Johnny Egan

Personal information
- Native name: Seán Mac Aogáin (Irish)
- Born: 26 September 1939 Doon, County Offaly, Ireland
- Died: 14 December 2015 (aged 76) Dublin, Ireland
- Occupation: Hotelier
- Height: 5 ft 9 in (175 cm)

Sport
- Sport: Gaelic football
- Position: Left corner-back

Clubs
- Years: Club
- Doon Ballycumber Kickhams

Inter-county
- Years: County / Apps (scores)
- 1957–1970: Offaly / 35 (0–0)

Inter-county titles
- Leinster titles: 2
- All-Irelands: 0
- NFL: 0

= Johnny Egan (Offaly Gaelic footballer) =

Irish Gaelic footballer

John Francis Egan (26 September 1939 – 14 December 2015) was an Irish Gaelic footballer who played as a left corner-back for the Offaly senior county team.
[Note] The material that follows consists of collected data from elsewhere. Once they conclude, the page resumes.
// matchday_server/src/web/handlers/mod.rs

pub mod booking_handlers;
pub mod calendar_handlers;
pub mod checkout_handlers;
pub mod match_handlers;

use crate::errors::AppError;
use actix_web::web::Bytes;
use serde_json::Value;

/// Parses a JSON body. Field-level checks happen later, in the pipelines.
pub(crate) fn json_body(body: &Bytes) -> Result<Value, AppError> {
  serde_json::from_slice(body).map_err(|e| {
    tracing::info!(error = %e, "Unreadable JSON body.");
    AppError::BadRequest("Request body must be valid JSON".to_string())
  })
}
// matchday/src/calendar/ics.rs

//! RFC 5545 output. Byte-for-byte deterministic for a given fixture list and
//! `dtstamp`.

use crate::calendar::event_description;
use crate::models::Fixture;
use chrono::{DateTime, Utc};

const CRLF: &str = "\r\n";
const MAX_LINE_OCTETS: usize = 75;

#[derive(Debug, Clone, PartialEq, Eq)]
pub struct CalendarOptions {
  pub club_name: String,
  /// Shown by calendar apps as the subscription name.
  pub calendar_name: String,
  /// Right-hand side of every event UID.
  pub domain: String,
}

pub fn format_utc(ts: DateTime<Utc>) -> String {
  ts.format("%Y%m%dT%H%M%SZ").to_string()
}

/// Escapes a TEXT value: backslash, semicolon, comma and newlines.
pub fn escape_text(value: &str) -> String {
  let mut out = String::with_capacity(value.len());
  let mut chars = value.chars().peekable();
  while let Some(c) = chars.next() {
    match c {
      '\\' => out.push_str("\\\\"),
      ';' => out.push_str("\\;"),
      ',' => out.push_str("\\,"),
      '\r' => {
        if chars.peek() == Some(&'\n') {
          chars.next();
        }
        out.push_str("\\n");
      }
      '\n' => out.push_str("\\n"),
      other => out.push(other),
    }
  }
  out
}

/// Splits a content line into 75-octet chunks joined by CRLF + space, never
/// inside a UTF-8 sequence.
pub fn fold_line(line: &str) -> String {
  if line.len() <= MAX_LINE_OCTETS {
    return line.to_string();
  }

  let mut out = String::with_capacity(line.len() + line.len() / MAX_LINE_OCTETS * 3);
  let mut budget = MAX_LINE_OCTETS;
  let mut used = 0;
  for c in line.chars() {
    let width = c.len_utf8();
    if used + width > budget {
      out.push_str(CRLF);
      out.push(' ');
      // The leading space counts toward the continuation line's length.
      budget = MAX_LINE_OCTETS - 1;
      used = 0;
    }
    out.push(c);
    used += width;
  }
  out
}

fn push_line(out: &mut String, line: &str) {
  out.push_str(&fold_line(line));
  out.push_str(CRLF);
}

fn push_event(out: &mut String, fixture: &Fixture, options: &CalendarOptions, dtstamp: DateTime<Utc>) {
  push_line(out, "BEGIN:VEVENT");
  push_line(out, &format!("UID:{}@{}", fixture.id, options.domain));
  push_line(out, &format!("DTSTAMP:{}", format_utc(dtstamp)));
  push_line(out, &format!("DTSTART:{}", format_utc(fixture.date)));
  push_line(out, &format!("DTEND:{}", format_utc(fixture.ends_at())));
  push_line(out, &format!("SUMMARY:{}", escape_text(&fixture.title())));
  let description = event_description(fixture);
  if !description.is_empty() {
    push_line(out, &format!("DESCRIPTION:{}", escape_text(&description)));
  }
  if let Some(venue) = &fixture.venue {
    push_line(out, &format!("LOCATION:{}", escape_text(venue)));
  }
  if let Some(competition) = &fixture.competition {
    push_line(out, &format!("CATEGORIES:{}", escape_text(competition)));
  }
  push_line(out, "STATUS:CONFIRMED");
  push_line(out, "TRANSP:OPAQUE");
  push_line(out, "END:VEVENT");
}

/// Builds a VCALENDAR with one two-hour VEVENT per fixture, in input order.
pub fn generate_ics(fixtures: &[Fixture], options: &CalendarOptions, dtstamp: DateTime<Utc>) -> String {
  let mut out = String::new();
  push_line(&mut out, "BEGIN:VCALENDAR");
  push_line(&mut out, "VERSION:2.0");
  push_line(&mut out, &format!("PRODID:-//{}//Fixtures//EN", options.club_name.replace("//", "/")));
  push_line(&mut out, "CALSCALE:GREGORIAN");
  push_line(&mut out, "METHOD:PUBLISH");
  push_line(&mut out, &format!("X-WR-CALNAME:{}", escape_text(&options.calendar_name)));
  push_line(&mut out, "X-WR-TIMEZONE:UTC");
  for fixture in fixtures {
    push_event(&mut out, fixture, options, dtstamp);
  }
  push_line(&mut out, "END:VCALENDAR");
  out
}
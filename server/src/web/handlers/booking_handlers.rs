// matchday_server/src/web/handlers/booking_handlers.rs

use actix_web::{web, HttpResponse};
use serde_json::json;
use tracing::{info, instrument, warn};

use crate::errors::AppError;
use crate::state::AppState;
use crate::web::handlers::json_body;
use matchday::InventoryUpdate;

#[instrument(name = "handler::create_booking", skip(app_state, body))]
pub async fn create_booking_handler(app_state: web::Data<AppState>, body: web::Bytes) -> Result<HttpResponse, AppError> {
  let payload = json_body(&body)?;
  let outcome = app_state.club.place_booking(payload).await?;

  if let InventoryUpdate::Failed { reason } = &outcome.inventory {
    warn!(
      booking_id = %outcome.booking.id,
      %reason,
      "Booking confirmed but availability was not updated; reconcile in the CMS."
    );
  }
  info!(
    booking_id = %outcome.booking.id,
    customer_email = ?outcome.notifications.customer,
    admin_email = ?outcome.notifications.admin,
    "Booking request completed."
  );

  Ok(HttpResponse::Ok().json(json!({
    "success": true,
    "bookingId": outcome.booking.id,
    "booking": outcome.booking,
  })))
}
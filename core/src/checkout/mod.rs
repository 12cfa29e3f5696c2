// matchday/src/checkout/mod.rs

//! Cash-on-delivery shop checkout. Orders are priced and emailed; nothing is
//! written to the content store.

mod pipeline;

pub use pipeline::register_checkout_pipeline;

use crate::collaborators::Collaborators;
use crate::error::{ServiceError, ServiceResult};
use crate::models::Order;
use crate::notify::NotificationReport;
use crate::pipeline::ContextData;
use crate::registry::Registry;
use crate::validation::CheckoutRequest;
use serde_json::Value;
use tracing::{info, instrument};

pub mod steps {
  pub const VALIDATE_REQUEST: &str = "validate_request";
  pub const PRICE_ORDER: &str = "price_order";
  pub const NOTIFY_CUSTOMER: &str = "notify_customer";
  pub const NOTIFY_ADMIN: &str = "notify_admin";
}

#[derive(Debug)]
pub struct CheckoutCtxData {
  pub collaborators: Collaborators,
  pub payload: Value,
  pub request: Option<CheckoutRequest>,
  pub order: Option<Order>,
  pub notifications: NotificationReport,
}

impl CheckoutCtxData {
  pub fn new(collaborators: Collaborators, payload: Value) -> Self {
    Self {
      collaborators,
      payload,
      request: None,
      order: None,
      notifications: NotificationReport::default(),
    }
  }
}

#[derive(Debug, Clone, PartialEq)]
pub struct OrderOutcome {
  pub order: Order,
  pub notifications: NotificationReport,
}

pub const ORDER_PLACED_MESSAGE: &str =
  "Order placed successfully. You will receive a confirmation email shortly and pay on delivery.";

#[instrument(name = "checkout::place", skip_all)]
pub async fn place_order(
  registry: &Registry<ServiceError>,
  collaborators: &Collaborators,
  payload: Value,
) -> ServiceResult<OrderOutcome> {
  let ctx = ContextData::new(CheckoutCtxData::new(collaborators.clone(), payload));
  let report = registry.run(ctx.clone()).await?;

  if !report.is_completed() {
    return Err(ServiceError::Internal("checkout pipeline stopped early".to_string()));
  }

  let mut data = ctx.write();
  let Some(order) = data.order.take() else {
    return Err(ServiceError::Internal("checkout pipeline finished without an order".to_string()));
  };

  info!(order_id = %order.id, total = %order.total, currency = %order.currency, "Order placed.");

  Ok(OrderOutcome {
    order,
    notifications: std::mem::take(&mut data.notifications),
  })
}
Born in Doon, County Offaly, Egan first arrived on the inter-county scene when he linked up with the Offaly minor team. Named on the Offaly Football Team of the Century and regarded as one of his county's finest ever footballers, he made his senior debut during the 1957–58 league. Egan went on to play a key role for over a decade and had 99 league and championship appearances and won two Leinster SFC medals on the field of play. He was an All-Ireland SFC runner-up on two occasions, in 1961 and 1969. He played in front of a record crowd of 90,556 against Down in 1961. He captained the team in 1969.

At club level Egan began his career with Doon before later playing with Ballycumber and, after moving to Dublin for work, Kickhams in Dublin.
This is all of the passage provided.